Voordat vroeger een brood aangesneden werd was het gebruikelijk om met het broodmes een kruisteken over het brood te maken om God te danken. Ook werd vaker het brood gesneden door het met een hand tegen de borst aan te houden en met de andere hand te snijden (dus niet op een snijplank).

 

Zoon Wim herinnert zich dat vader Jac vroeger met paard en wagen langs de deur ging en dat omstreeks 1948 in Venlo de eerste bestelbus gekocht werd, een groene Morris. (Zie onderstaande foto waarbij de groene Morris bij de bakkerij staat.

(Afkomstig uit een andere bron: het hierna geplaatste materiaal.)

//! Change notification queue.
//!
//! Stores queue a [`Changes`] summary whenever a record transitions in a way consumers
//! (diagnostics push, decoration refresh) care about. Summaries for the same directory
//! coalesce into one batch, and a batch is only released once the directory has gone
//! quiet or its first change has been waiting for [`ChangeStore::MAX_TIMESPAN`].

use std::{
	collections::HashMap,
	sync::{Arc, Mutex},
	time::Duration,
};

use gw_task_system::{DirHandle, DocumentLookup, JobStore, Work};
use tokio::{sync::watch, time::Instant};
use tracing::trace;

const POISONED_LOCK: &str = "change store lock poisoned";
const VERSION_CLOSED: &str = "change store version channel closed while store is alive";

/// What changed about a directory since the last batch, as OR-able flags.
#[derive(Debug, Clone, Copy, Default, PartialEq, Eq)]
pub struct Changes {
	/// The record itself went away.
	pub is_removal: bool,
	pub core_requirements: bool,
	pub backend: bool,
	pub provider_requirements: bool,
	pub installed_providers: bool,
	pub module_manifest: bool,
	pub diagnostics: bool,
	pub reference_origins: bool,
	pub reference_targets: bool,
}

impl Changes {
	#[must_use]
	pub fn removal() -> Self {
		Self {
			is_removal: true,
			..Self::default()
		}
	}

	#[must_use]
	pub fn any(self) -> bool {
		self != Self::default()
	}

	/// Field-wise OR, used when coalescing into an existing batch.
	#[must_use]
	pub fn merged(self, other: Self) -> Self {
		Self {
			is_removal: self.is_removal || other.is_removal,
			core_requirements: self.core_requirements || other.core_requirements,
			backend: self.backend || other.backend,
			provider_requirements: self.provider_requirements || other.provider_requirements,
			installed_providers: self.installed_providers || other.installed_providers,
			module_manifest: self.module_manifest || other.module_manifest,
			diagnostics: self.diagnostics || other.diagnostics,
			reference_origins: self.reference_origins || other.reference_origins,
			reference_targets: self.reference_targets || other.reference_targets,
		}
	}
}

#[derive(Debug, Clone)]
pub struct ChangeBatch {
	pub dir: DirHandle,
	pub changes: Changes,
	pub first_change_at: Instant,
	/// Captured when the first change of the batch was queued.
	pub is_dir_open: bool,
}

/// The job-store surface the change queue needs to decide whether a directory is still
/// being worked on.
pub trait PendingJobs: Send + Sync + 'static {
	fn has_jobs_for_dir(&self, dir: &DirHandle) -> bool;
	fn activity(&self) -> watch::Receiver<u64>;
}

impl<W: Work> PendingJobs for JobStore<W> {
	fn has_jobs_for_dir(&self, dir: &DirHandle) -> bool {
		JobStore::has_jobs_for_dir(self, dir)
	}

	fn activity(&self) -> watch::Receiver<u64> {
		JobStore::activity(self)
	}
}

#[derive(Debug)]
pub struct ChangeStore {
	inner: Mutex<HashMap<DirHandle, ChangeBatch>>,
	version_tx: watch::Sender<u64>,
	documents: Arc<dyn DocumentLookup>,
	max_timespan: Duration,
}

enum Step {
	Ready(ChangeBatch),
	Wait(Instant),
	Idle,
}

impl ChangeStore {
	/// Longest a queued change may wait for its directory to go quiet before the batch is
	/// released anyway.
	pub const MAX_TIMESPAN: Duration = Duration::from_secs(1);

	#[must_use]
	pub fn new(documents: Arc<dyn DocumentLookup>) -> Self {
		Self::with_max_timespan(documents, Self::MAX_TIMESPAN)
	}

	#[must_use]
	pub fn with_max_timespan(documents: Arc<dyn DocumentLookup>, max_timespan: Duration) -> Self {
		let (version_tx, _) = watch::channel(0);
		Self {
			inner: Mutex::new(HashMap::new()),
			version_tx,
			documents,
			max_timespan,
		}
	}

	/// Queues a change summary for `dir`, coalescing with any batch already waiting.
	pub fn queue_change(&self, dir: DirHandle, changes: Changes) {
		{
			let mut inner = self.inner.lock().expect(POISONED_LOCK);
			match inner.entry(dir) {
				std::collections::hash_map::Entry::Occupied(mut entry) => {
					let batch = entry.get_mut();
					batch.changes = batch.changes.merged(changes);
				}
				std::collections::hash_map::Entry::Vacant(entry) => {
					let is_dir_open = self.documents.has_open_documents(entry.key());
					let dir = entry.key().clone();
					entry.insert(ChangeBatch {
						dir,
						changes,
						first_change_at: Instant::now(),
						is_dir_open,
					});
				}
			}
		}
		self.version_tx.send_modify(|v| *v += 1);
	}

	#[must_use]
	pub fn pending_batches(&self) -> usize {
		self.inner.lock().expect(POISONED_LOCK).len()
	}

	/// Waits for the next releasable batch and removes it from the queue.
	///
	/// A batch is releasable once no jobs remain for its directory, or once it has waited
	/// for the maximum timespan, whichever comes first. Oldest batch wins.
	pub async fn await_next_change_batch(&self, jobs: &dyn PendingJobs) -> ChangeBatch {
		let mut version_rx = self.version_tx.subscribe();

		loop {
			version_rx.borrow_and_update();

			let step = {
				let mut inner = self.inner.lock().expect(POISONED_LOCK);
				let oldest = inner
					.values()
					.min_by_key(|batch| batch.first_change_at)
					.map(|batch| (batch.dir.clone(), batch.first_change_at));

				match oldest {
					None => Step::Idle,
					Some((dir, first_change_at)) => {
						let deadline = first_change_at + self.max_timespan;
						if Instant::now() >= deadline || !jobs.has_jobs_for_dir(&dir) {
							let batch = inner
								.remove(&dir)
								.expect("batch present under the same lock");
							Step::Ready(batch)
						} else {
							Step::Wait(deadline)
						}
					}
				}
			};

			match step {
				Step::Ready(batch) => {
					trace!(dir = %batch.dir, changes = ?batch.changes, "releasing change batch");
					return batch;
				}
				Step::Idle => {
					version_rx.changed().await.expect(VERSION_CLOSED);
				}
				Step::Wait(deadline) => {
					let mut jobs_rx = jobs.activity();
					jobs_rx.borrow_and_update();
					tokio::select! {
						() = tokio::time::sleep_until(deadline) => {}
						() = async {
							// A closed activity channel must not turn this into a busy loop
							if jobs_rx.changed().await.is_err() {
								std::future::pending::<()>().await;
							}
						} => {}
						result = version_rx.changed() => {
							result.expect(VERSION_CLOSED);
						}
					}
				}
			}
		}
	}
}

Voor de winkel staat een fietsenrek; de meeste klanten kwamen op de fiets.)

ree

Foto: het gezin Litjens achter het huis: v.l.n.r. zittend op de bank: Jac, Marie, dochter Jo, zoon Wim, vooraan gehurkt v.l.n.r.: Frans, Lowie
Foto: het gezin Litjens achter het huis: v.l.n.r. zittend op de bank: Jac, Marie, dochter Jo, zoon Wim, vooraan gehurkt v.l.n.r.: Frans, Lowie

Jac en Marie kregen 4 kinderen: dochter Jo en de zonen Wim, Frans en Lowie. Daarnaast kregen ze twee kindjes die op jonge leeftijd overleden zijn.


Een aantal jaren heeft bèkker Jac hulp gehad van bakker Jan Linskens uit Oirlo die bij hem in loondienst was, maar toen Jan Linskens zijn vader verongelukte moest Jan thuis komen werken. Soms, als Jac om hulp verlegen zat, moest zoon Wim met de fiets naar Oirlo fietsen om te vragen of Jan kon komen helpen want in die jaren was er nog geen telefoon.

 

In het boekje ‘Twaalf bakkers en twee bakkersdochters’ dat in 1978 werd uitgegeven door het Genootschap voor de Bakkerij/Het Nederlands Openluchtmuseum staat van blz. 119 t/m blz. 132 een uitgebreid interview dat is afgenomen met bèkker Jac (P.J.J. Litjens) en A. J. Steeghs uit Horst waar Jac als knecht heeft gewerkt. Het interview werd op 14 juli 1977 afgenomen door J. Voskuil.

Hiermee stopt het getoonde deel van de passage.